Partei Anzahl 1990 Anzahl 2016 Entwicklung in %
CDU 790000 431000 -43%
SPD 943000 433000 -55%
Linke 281000 59000 -79%
Grüne 41000 62000 +51%
FDP 168000 54000 -68%
CSU 186000 142000 -24%

Anmerkung: Die Piratenpartei und die AfD sind in dieser Betrachtung nicht berücksichtigt, da diese erst in den letzten Jahren gegründet wurden. Die Einzige Partei, die seit 1990 einen Zuwachs an Mitgliedern verzeichnen konnte sind die Grünen. Einen besonders großen Verlust hat die Linke zu verzeichnen. Die Linke hat ihren Verlust aufgrund der Wende 1990/91 zu verdanken. Nach dem Fall der DDR war eine linke Partei (damals PDS) nicht mehr so angesagt. Die Linke verlor seit der Wende fast 80% ihrer Mitglieder. Ein ähnliches Schicksal in einer ähnlichen Größenordnung hat die FPD zu verkraften. Hier hat die Partei fast 70% ihrer Mitglieder verloren. Die SPD verlor in 25 Jahren mehr als die Hälfte ihrer Mitglieder. Das entspricht knapp 510000 Personen. Bei der CDU ist der Mitgliederverlust nicht ganz so stark aber mit 359000 trotzdem sehr hoch.

 

Was macht ein Parteimitglied eigentlich?

Parteimitglieder dienen als Bindeglied zwischen einer Regierung und dem Volk und dem Wähler. Als Parteimitglied hat man die Möglichkeit bei der politischen Ausrichtung einer Partei mitzuwirken. Die meisten Mitglieder finden sich in der Parteibasis wieder. Hier gibt es diverse Aufgaben zu erledigen, wie bspw. das Organisierung von Parteiauftritten und Parteiversammlungen, Wahlparties, und allgemeine Öffentlichkeitsarbeit in Form von Wahlinformationsveranstaltungen und die Kommunikation der Partei mit den Menschen.
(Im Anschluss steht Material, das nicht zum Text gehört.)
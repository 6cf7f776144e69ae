//! The request resolution state machine.
//!
//! ```text
//! cache key
//!   → non-cacheable path?  → forward to origin (no redirect following), return verbatim
//!   → redirect record?     → redirect
//!   → cached object?       → 200 from the object store
//!   → origin disabled?     → 404
//!   → fetch origin         → classify → (store in background) → respond
//! ```
//!
//! Each step short-circuits. Store writes are spawned onto the pipeline's
//! [`BackgroundTasks`] and never influence the response already chosen.

use std::sync::Arc;

use axum::body::Body;
use axum::http::{HeaderValue, Request, Response};
use bytes::Bytes;

use super::classifier::PathClassifier;
use super::key::CacheKey;
use super::stats::PipelineStats;
use crate::config::schema::{EdgeConfig, DEFAULT_CACHE_CONTROL};
use crate::http::response;
use crate::lifecycle::BackgroundTasks;
use crate::origin::{classify, Classification, Origin};
use crate::storage::{ObjectCache, RedirectRecord, RedirectStore};

/// Terminal state a request resolved to.
#[derive(Debug, Clone, Copy, PartialEq, Eq)]
pub enum Outcome {
    /// Non-cacheable path forwarded to the origin.
    Bypass,
    /// Served from the redirect store.
    RedirectHit,
    /// Served from the object store.
    CacheHit,
    /// Origin disabled and nothing stored.
    Disabled,
    /// Origin answered with a redirect, now remembered.
    OriginRedirect,
    /// Origin answered 2xx, body now stored.
    OriginCached,
    /// Origin answer returned without storing.
    OriginPassThrough,
    /// Origin could not be reached.
    OriginError,
}

impl Outcome {
    pub const ALL: [Outcome; 8] = [
        Outcome::Bypass,
        Outcome::RedirectHit,
        Outcome::CacheHit,
        Outcome::Disabled,
        Outcome::OriginRedirect,
        Outcome::OriginCached,
        Outcome::OriginPassThrough,
        Outcome::OriginError,
    ];

    pub fn as_str(&self) -> &'static str {
        match self {
            Outcome::Bypass => "bypass",
            Outcome::RedirectHit => "redirect_hit",
            Outcome::CacheHit => "cache_hit",
            Outcome::Disabled => "disabled",
            Outcome::OriginRedirect => "origin_redirect",
            Outcome::OriginCached => "origin_cached",
            Outcome::OriginPassThrough => "origin_pass_through",
            Outcome::OriginError => "origin_error",
        }
    }
}

/// A request's single terminal response.
#[derive(Debug)]
pub struct Resolved {
    pub outcome: Outcome,
    pub response: Response<Body>,
}

/// Process-wide flags the pipeline consults.
#[derive(Debug, Clone)]
pub struct PipelineSettings {
    pub backend_enabled: bool,
    pub cache_control: HeaderValue,
    pub classifier: PathClassifier,
}

impl PipelineSettings {
    pub fn from_config(config: &EdgeConfig) -> Self {
        let cache_control = HeaderValue::from_str(&config.cache.cache_control)
            .unwrap_or_else(|_| HeaderValue::from_static(DEFAULT_CACHE_CONTROL));

        Self {
            backend_enabled: config.origin.enabled,
            cache_control,
            classifier: PathClassifier::new(config.cache.bypass_prefixes.iter().cloned()),
        }
    }
}

impl Default for PipelineSettings {
    fn default() -> Self {
        Self {
            backend_enabled: true,
            cache_control: HeaderValue::from_static(DEFAULT_CACHE_CONTROL),
            classifier: PathClassifier::default(),
        }
    }
}

/// Stores, origin and flags needed to resolve requests.
///
/// Built once per process and shared behind an `Arc`.
pub struct Pipeline {
    redirects: RedirectStore,
    objects: ObjectCache,
    origin: Arc<dyn Origin>,
    settings: PipelineSettings,
    background: BackgroundTasks,
    stats: PipelineStats,
}

impl Pipeline {
    pub fn new(
        redirects: RedirectStore,
        objects: ObjectCache,
        origin: Arc<dyn Origin>,
        settings: PipelineSettings,
    ) -> Self {
        Self {
            redirects,
            objects,
            origin,
            settings,
            background: BackgroundTasks::new(),
            stats: PipelineStats::default(),
        }
    }

    pub fn redirects(&self) -> &RedirectStore {
        &self.redirects
    }

    pub fn objects(&self) -> &ObjectCache {
        &self.objects
    }

    pub fn settings(&self) -> &PipelineSettings {
        &self.settings
    }

    /// Store writes still in flight.
    pub fn background(&self) -> &BackgroundTasks {
        &self.background
    }

    pub fn stats(&self) -> &PipelineStats {
        &self.stats
    }

    /// Resolve one request to its response.
    pub async fn resolve(&self, request: Request<Bytes>) -> Resolved {
        let key = CacheKey::from_request(&request);
        tracing::debug!(cache_key = %key, method = %request.method(), "Handling request");

        let (outcome, response) = if self.settings.classifier.is_non_cacheable(request.uri().path()) {
            self.bypass(request, &key).await
        } else {
            self.resolve_cacheable(request, key).await
        };

        self.stats.record(outcome);
        Resolved { outcome, response }
    }

    async fn bypass(&self, request: Request<Bytes>, key: &CacheKey) -> (Outcome, Response<Body>) {
        if !self.settings.backend_enabled {
            tracing::debug!(cache_key = %key, "Non-cacheable path with origin disabled");
            return (Outcome::Disabled, response::not_found());
        }

        tracing::debug!(cache_key = %key, "Non-cacheable path, forwarding to origin");
        match self.origin.forward(request).await {
            Ok(origin) => (Outcome::Bypass, response::from_origin(origin, None)),
            Err(e) => {
                tracing::error!(cache_key = %key, error = %e, "Fetch error");
                (Outcome::OriginError, response::internal_error())
            }
        }
    }

    async fn resolve_cacheable(&self, request: Request<Bytes>, key: CacheKey) -> (Outcome, Response<Body>) {
        if let Some(record) = self.redirects.get(key.as_str()).await {
            if let Some(status) = record.status_code() {
                tracing::debug!(cache_key = %key, target = %record.target, "Redirect found");
                return (Outcome::RedirectHit, response::redirect(&record.target, status));
            }
        }

        if let Some(object) = self.objects.get(key.as_str()).await {
            tracing::debug!(cache_key = %key, size = object.body.len(), "Cache hit");
            return (
                Outcome::CacheHit,
                response::cached(object.body, object.content_type.as_deref(), &self.settings.cache_control),
            );
        }

        tracing::debug!(cache_key = %key, "Cache miss");

        if !self.settings.backend_enabled {
            tracing::debug!(cache_key = %key, "Content not found");
            return (Outcome::Disabled, response::not_found());
        }

        self.fetch_and_store(request, key).await
    }

    async fn fetch_and_store(&self, request: Request<Bytes>, key: CacheKey) -> (Outcome, Response<Body>) {
        let origin = match self.origin.fetch(request).await {
            Ok(origin) => origin,
            Err(e) => {
                tracing::error!(cache_key = %key, error = %e, "Fetch error");
                return (Outcome::OriginError, response::internal_error());
            }
        };

        // Bypassed paths never get here.
        match classify(&origin, true) {
            Classification::Redirect { target, status } => {
                tracing::debug!(cache_key = %key, target = %target, status = %status, "New redirect detected");
                let record = RedirectRecord::new(target.clone(), status);
                let redirects = self.redirects.clone();
                self.background.spawn("store_redirect", async move {
                    redirects.put(key.as_str(), &record).await;
                });
                (Outcome::OriginRedirect, response::redirect(&target, status))
            }
            Classification::Cacheable => {
                tracing::debug!(cache_key = %key, "Caching content");
                let objects = self.objects.clone();
                let body = origin.body.clone();
                let content_type = origin.content_type();
                self.background.spawn("store_object", async move {
                    objects.put(key.as_str(), body, content_type).await;
                });
                (
                    Outcome::OriginCached,
                    response::from_origin(origin, Some(&self.settings.cache_control)),
                )
            }
            Classification::PassThrough => {
                tracing::debug!(cache_key = %key, status = %origin.status, "Origin response not cacheable");
                (
                    Outcome::OriginPassThrough,
                    response::from_origin(origin, Some(&self.settings.cache_control)),
                )
            }
        }
    }
}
Als Mitglied zahlt man zudem ein Mitgliedsbeitrag um die Partei auch finanziell zu unterstützen. Als Parteimitglied stellt sich also weniger die Frage, was die Partei mir geben kann, sondern was ich für die Partei tun kann, damit diese bei Wahlen möglichst erfolgreich ist. Die meisten Mitglieder von Parteien sind in Orts-, Kreis- und Landesverbänden organisiert und unterstützen die Partei dabei lokal vor Ort. Parteimitglieder an der Basis debattieren zudem gern über bestimmte Themen und haben idealer weise ähnliche Ansichten (sonst wären Sie ja nicht in der selben Partei).

Ursachen für den Mitgliederschwund

Eine der wesentlichen Ursachen für den Verlust von Parteimitgliedern ist die Politikverdrossenheit der Bevölkerung. Viele Menschen fühlen sich nicht mehr durch große Parteien und deren Parteiprogramme vertreten und sehen eine Mitgliedschaft eher kritisch. Gleichzeitig gibt es eine stärkere Verteilung der Mitglieder auf kleinere Parteien. Mitglieder wandern mitunter auch zwischen den Parteien. Je mehr Konkurrenz es unter den Parteien gibt, desto weniger Mitglieder hat jede Partei, weil sich die Mitglieder auf mehr Parteien verteilen. Ein Beispiel hierfür ist die AfD, die eine ganze Reihe Mitglieder etwa von der CDU aber auch den Linken abgesaugt hat.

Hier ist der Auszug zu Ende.